Select, from the material below, each line with "ConnectionState" in it.

==*==

#[derive(uniffi::Record, Clone, Debug)]
pub struct AppState {
    pub rev: u64,
    pub auth: AuthState,
    pub busy: BusyState,
    pub conversations: Vec<ConversationSummary>,
    pub current_conversation: Option<ConversationViewState>,
    pub toast: Option<String>,
}

impl AppState {
    pub fn empty() -> Self {
        Self {
            rev: 0,
            auth: AuthState::LoggedOut,
            busy: BusyState::idle(),
            conversations: vec![],
            current_conversation: None,
            toast: None,
        }
    }
}

#[derive(uniffi::Enum, Clone, Debug)]
pub enum AuthState {
    LoggedOut,
    LoggedIn { user: Participant },
}

/// "In flight" flags for long-ish operations the UI should reflect. Ephemeral
/// native UI state (scroll position, focus) stays native; async operation
/// state lives in Rust so the shell never has to guess.
#[derive(uniffi::Record, Clone, Debug, PartialEq, Eq)]
pub struct BusyState {
    pub restoring_session: bool,
    pub refreshing_conversations: bool,
}

impl BusyState {
    pub fn idle() -> Self {
        Self {
            restoring_session: false,
            refreshing_conversations: false,
        }
    }
}

#[derive(uniffi::Enum, Clone, Debug, PartialEq, Eq)]
pub enum Role {
    Farmer,
    Buyer,
    PlantPathologist,
}

impl Role {
    /// Canonical wire name used in API paths and push-channel auth.
    pub fn wire_name(&self) -> &'static str {
        match self {
            Role::Farmer => "farmer",
            Role::Buyer => "buyer",
            Role::PlantPathologist => "plant_pathologist",
        }
    }

    /// Parse a stored or server-provided role name. The deployed backend has
    /// emitted both `plant_pathologist` and the older `plant pathologist`
    /// spelling; both must keep resolving.
    pub fn from_wire(input: &str) -> Option<Role> {
        match input.trim().to_ascii_lowercase().as_str() {
            "farmer" => Some(Role::Farmer),
            "buyer" => Some(Role::Buyer),
            "plant_pathologist" | "plant pathologist" => Some(Role::PlantPathologist),
            _ => None,
        }
    }

    /// Which role a user of this role talks to on the conversation list
    /// screen. Farmers consult pathologists; pathologists answer farmers;
    /// buyers reach out to farmers.
    pub fn counterpart(&self) -> Role {
        match self {
            Role::Farmer => Role::PlantPathologist,
            Role::PlantPathologist => Role::Farmer,
            Role::Buyer => Role::Farmer,
        }
    }
}

#[derive(uniffi::Record, Clone, Debug, PartialEq, Eq)]
pub struct Participant {
    pub id: String,
    pub role: Role,
    pub name: String,
    pub avatar_url: Option<String>,
}

#[derive(uniffi::Record, Clone, Debug, PartialEq, Eq)]
pub struct ChatMessage {
    pub id: String,
    pub conversation_id: String,
    pub sender_id: String,
    pub receiver_id: String,
    pub body: String,
    /// Epoch millis; absent when the server row carried no usable timestamp.
    pub created_at_ms: Option<i64>,
    pub delivery: MessageDeliveryState,
    pub is_mine: bool,
}

#[derive(uniffi::Enum, Clone, Debug, PartialEq, Eq)]
pub enum MessageDeliveryState {
    Pending,
    Sent,
    Failed { reason: String },
}

/// Push-channel status for the open conversation. Polling runs in every
/// state; this only reflects the realtime socket.
#[derive(uniffi::Enum, Clone, Debug, PartialEq, Eq)]
pub enum ConnectionState {
    Disconnected,
    Connecting,
    Connected,
}

#[derive(uniffi::Record, Clone, Debug)]
pub struct ConversationSummary {
    pub counterpart: Participant,
    pub last_message: String,
    pub last_message_at_ms: Option<i64>,
    pub unread_count: u32,
    pub online: bool,
}

#[derive(uniffi::Record, Clone, Debug)]
pub struct ConversationViewState {
    pub conversation_id: String,
    pub counterpart: Participant,
    pub messages: Vec<ChatMessage>,
    pub connection: ConnectionState,
    /// False until the first successful history fetch; the shell renders a
    /// loading indicator while false.
    pub history_loaded: bool,
}

pub fn now_millis() -> i64 {
    use std::time::{SystemTime, UNIX_EPOCH};
    SystemTime::now()
        .duration_since(UNIX_EPOCH)
        .unwrap_or_default()
        .as_millis() as i64
}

==*==

- [Task answer]:
pub enum ConnectionState {
    pub connection: ConnectionState,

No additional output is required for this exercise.